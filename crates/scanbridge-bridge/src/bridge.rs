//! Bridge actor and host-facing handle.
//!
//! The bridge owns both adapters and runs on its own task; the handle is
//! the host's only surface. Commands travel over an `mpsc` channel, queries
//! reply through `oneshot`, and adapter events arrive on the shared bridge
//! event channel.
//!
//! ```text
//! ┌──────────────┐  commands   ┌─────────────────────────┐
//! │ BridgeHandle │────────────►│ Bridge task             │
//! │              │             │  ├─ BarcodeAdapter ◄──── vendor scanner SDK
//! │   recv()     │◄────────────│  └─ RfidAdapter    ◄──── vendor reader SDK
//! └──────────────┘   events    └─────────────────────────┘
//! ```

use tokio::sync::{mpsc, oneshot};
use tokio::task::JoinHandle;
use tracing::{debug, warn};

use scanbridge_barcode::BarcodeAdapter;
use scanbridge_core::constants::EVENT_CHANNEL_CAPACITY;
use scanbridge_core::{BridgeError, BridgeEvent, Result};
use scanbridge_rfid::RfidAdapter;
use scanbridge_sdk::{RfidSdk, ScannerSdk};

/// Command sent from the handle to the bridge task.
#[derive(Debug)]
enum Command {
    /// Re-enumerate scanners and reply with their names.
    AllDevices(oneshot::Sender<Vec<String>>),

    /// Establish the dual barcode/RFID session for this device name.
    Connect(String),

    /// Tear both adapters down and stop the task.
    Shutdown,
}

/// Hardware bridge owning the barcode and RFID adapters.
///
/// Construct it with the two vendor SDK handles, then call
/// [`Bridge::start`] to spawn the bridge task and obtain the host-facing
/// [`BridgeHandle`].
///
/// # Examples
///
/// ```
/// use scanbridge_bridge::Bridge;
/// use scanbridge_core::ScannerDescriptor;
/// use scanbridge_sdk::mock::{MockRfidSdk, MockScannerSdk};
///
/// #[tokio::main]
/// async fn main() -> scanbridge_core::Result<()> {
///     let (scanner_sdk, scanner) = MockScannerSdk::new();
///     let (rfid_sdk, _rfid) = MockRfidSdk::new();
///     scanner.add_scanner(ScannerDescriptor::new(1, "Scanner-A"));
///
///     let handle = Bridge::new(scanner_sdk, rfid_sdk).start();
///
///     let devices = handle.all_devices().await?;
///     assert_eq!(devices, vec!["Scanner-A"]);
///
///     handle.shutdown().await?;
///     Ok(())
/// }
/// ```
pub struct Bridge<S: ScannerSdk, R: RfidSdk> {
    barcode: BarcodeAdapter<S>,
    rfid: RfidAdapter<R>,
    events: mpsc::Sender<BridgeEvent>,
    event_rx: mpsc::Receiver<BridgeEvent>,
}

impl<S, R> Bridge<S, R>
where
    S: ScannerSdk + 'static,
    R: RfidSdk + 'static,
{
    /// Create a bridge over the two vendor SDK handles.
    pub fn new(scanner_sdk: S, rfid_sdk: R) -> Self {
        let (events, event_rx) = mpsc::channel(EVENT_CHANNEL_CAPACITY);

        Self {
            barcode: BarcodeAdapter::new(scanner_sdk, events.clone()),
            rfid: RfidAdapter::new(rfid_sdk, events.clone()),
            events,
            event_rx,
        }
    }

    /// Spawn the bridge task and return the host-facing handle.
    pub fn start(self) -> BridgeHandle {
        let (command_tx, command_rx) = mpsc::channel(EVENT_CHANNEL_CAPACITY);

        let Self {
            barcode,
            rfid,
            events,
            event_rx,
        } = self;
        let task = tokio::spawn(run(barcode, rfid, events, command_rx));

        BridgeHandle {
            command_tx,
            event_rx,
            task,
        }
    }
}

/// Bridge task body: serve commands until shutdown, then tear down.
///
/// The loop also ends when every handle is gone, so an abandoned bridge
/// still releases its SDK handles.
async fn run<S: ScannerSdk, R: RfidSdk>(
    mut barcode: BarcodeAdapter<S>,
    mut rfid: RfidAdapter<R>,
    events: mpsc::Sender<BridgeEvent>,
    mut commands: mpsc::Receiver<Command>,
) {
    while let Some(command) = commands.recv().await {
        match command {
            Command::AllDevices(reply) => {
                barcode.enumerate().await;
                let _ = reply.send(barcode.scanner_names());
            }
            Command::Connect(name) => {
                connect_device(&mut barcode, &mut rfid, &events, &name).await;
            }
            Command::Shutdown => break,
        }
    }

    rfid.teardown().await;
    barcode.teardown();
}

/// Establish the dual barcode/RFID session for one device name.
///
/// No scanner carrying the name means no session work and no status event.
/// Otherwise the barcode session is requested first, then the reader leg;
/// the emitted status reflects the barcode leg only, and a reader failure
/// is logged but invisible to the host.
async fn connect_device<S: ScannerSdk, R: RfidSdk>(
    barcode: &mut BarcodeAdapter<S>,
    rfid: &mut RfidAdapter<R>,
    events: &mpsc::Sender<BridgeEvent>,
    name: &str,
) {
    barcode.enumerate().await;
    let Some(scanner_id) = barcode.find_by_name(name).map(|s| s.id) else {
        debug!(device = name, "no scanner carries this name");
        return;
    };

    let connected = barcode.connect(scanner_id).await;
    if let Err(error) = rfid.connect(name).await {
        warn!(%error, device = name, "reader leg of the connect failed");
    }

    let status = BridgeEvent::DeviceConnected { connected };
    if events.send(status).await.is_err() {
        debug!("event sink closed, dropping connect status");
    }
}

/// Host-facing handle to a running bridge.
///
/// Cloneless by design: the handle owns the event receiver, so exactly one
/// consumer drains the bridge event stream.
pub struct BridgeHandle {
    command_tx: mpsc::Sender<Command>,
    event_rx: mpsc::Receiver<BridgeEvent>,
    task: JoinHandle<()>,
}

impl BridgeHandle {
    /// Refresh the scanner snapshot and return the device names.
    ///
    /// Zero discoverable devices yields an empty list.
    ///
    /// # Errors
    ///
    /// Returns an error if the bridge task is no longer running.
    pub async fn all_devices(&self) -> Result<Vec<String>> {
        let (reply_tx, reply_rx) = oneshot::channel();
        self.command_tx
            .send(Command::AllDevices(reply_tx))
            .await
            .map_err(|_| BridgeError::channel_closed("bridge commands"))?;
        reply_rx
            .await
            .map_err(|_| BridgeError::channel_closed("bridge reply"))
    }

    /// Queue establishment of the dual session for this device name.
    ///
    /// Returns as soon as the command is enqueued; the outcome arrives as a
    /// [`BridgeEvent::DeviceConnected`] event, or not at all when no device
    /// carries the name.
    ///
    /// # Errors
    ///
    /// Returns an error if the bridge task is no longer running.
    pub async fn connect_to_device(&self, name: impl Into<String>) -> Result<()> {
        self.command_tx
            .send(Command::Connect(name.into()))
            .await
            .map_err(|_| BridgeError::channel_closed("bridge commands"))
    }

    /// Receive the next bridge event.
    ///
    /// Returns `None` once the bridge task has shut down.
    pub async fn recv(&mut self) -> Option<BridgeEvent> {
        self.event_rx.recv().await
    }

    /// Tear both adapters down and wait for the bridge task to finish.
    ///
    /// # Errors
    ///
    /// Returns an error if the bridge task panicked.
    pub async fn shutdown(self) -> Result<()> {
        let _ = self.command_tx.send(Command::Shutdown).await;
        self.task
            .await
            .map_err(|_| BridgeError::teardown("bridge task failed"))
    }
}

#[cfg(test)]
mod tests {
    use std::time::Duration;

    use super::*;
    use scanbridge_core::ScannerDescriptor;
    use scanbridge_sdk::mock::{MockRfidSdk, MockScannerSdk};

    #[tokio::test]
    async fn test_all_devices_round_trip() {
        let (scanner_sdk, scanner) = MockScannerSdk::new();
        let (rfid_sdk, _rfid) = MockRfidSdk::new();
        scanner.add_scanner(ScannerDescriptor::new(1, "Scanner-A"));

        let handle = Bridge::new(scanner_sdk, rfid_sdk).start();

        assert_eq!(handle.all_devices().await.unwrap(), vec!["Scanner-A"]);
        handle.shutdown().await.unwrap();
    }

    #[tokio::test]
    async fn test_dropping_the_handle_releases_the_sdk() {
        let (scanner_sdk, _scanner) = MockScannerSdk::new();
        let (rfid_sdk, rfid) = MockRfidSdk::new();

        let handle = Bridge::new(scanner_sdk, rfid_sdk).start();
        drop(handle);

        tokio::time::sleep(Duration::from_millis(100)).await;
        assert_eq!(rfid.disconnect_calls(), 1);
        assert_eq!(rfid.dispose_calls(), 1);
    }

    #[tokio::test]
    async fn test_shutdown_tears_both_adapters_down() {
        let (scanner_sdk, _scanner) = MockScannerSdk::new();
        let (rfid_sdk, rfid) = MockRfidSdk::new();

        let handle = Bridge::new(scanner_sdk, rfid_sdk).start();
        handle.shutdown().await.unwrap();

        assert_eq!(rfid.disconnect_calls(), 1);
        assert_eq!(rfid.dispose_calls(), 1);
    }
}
--
- [YOUR INSTRUCTIONS]: Report every line of the material above in which "this" appears.

- [ANSWER TO THE PROBLEM]:
    /// Establish the dual barcode/RFID session for this device name.
        debug!(device = name, "no scanner carries this name");
    /// Queue establishment of the dual session for this device name.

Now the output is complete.